▸ Exercise instructions
If a line below contains the string "message", return that line.

▸ Dataset content
>>>>

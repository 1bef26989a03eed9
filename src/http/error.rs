use rouille::Response;
use serde::Serialize;

#[derive(Debug)]
pub enum ApiError {
    BadRequest(String),
    Forbidden(String),
    NotFound(String),
    MethodNotAllowed,
    /// carries the clip size for the `Content-Range` header
    RangeNotSatisfiable(u64),
    TooManyRequests,
    Internal(String),
}

#[derive(Serialize)]
struct ErrorBody<'a> {
    error: &'a str,
}

impl From<std::io::Error> for ApiError {
    fn from(err: std::io::Error) -> Self {
        match err.kind() {
            std::io::ErrorKind::NotFound => ApiError::NotFound("Audio file not found".into()),
            _ => {
                log::error!("Error serving audio: {err}");
                ApiError::Internal("Internal server error".into())
            }
        }
    }
}

impl ApiError {
    pub fn status_code(&self) -> u16 {
        match self {
            ApiError::BadRequest(_) => 400,
            ApiError::Forbidden(_) => 403,
            ApiError::NotFound(_) => 404,
            ApiError::MethodNotAllowed => 405,
            ApiError::RangeNotSatisfiable(_) => 416,
            ApiError::TooManyRequests => 429,
            ApiError::Internal(_) => 500,
        }
    }

    fn message(&self) -> &str {
        match self {
            ApiError::BadRequest(msg)
            | ApiError::Forbidden(msg)
            | ApiError::NotFound(msg)
            | ApiError::Internal(msg) => msg,
            ApiError::MethodNotAllowed => "Method not allowed",
            ApiError::RangeNotSatisfiable(_) => "Range not satisfiable",
            ApiError::TooManyRequests => "Too many requests",
        }
    }

    pub fn into_response(self) -> Response {
        let response = Response::json(&ErrorBody {
            error: self.message(),
        })
        .with_status_code(self.status_code());

        match self {
            ApiError::RangeNotSatisfiable(size) => {
                response.with_unique_header("Content-Range", format!("bytes */{size}"))
            }
            ApiError::MethodNotAllowed => response.with_unique_header("Allow", "GET, OPTIONS"),
            _ => response,
        }
    }
}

<<<<

▸ Exercise result
    fn message(&self) -> &str {
            error: self.message(),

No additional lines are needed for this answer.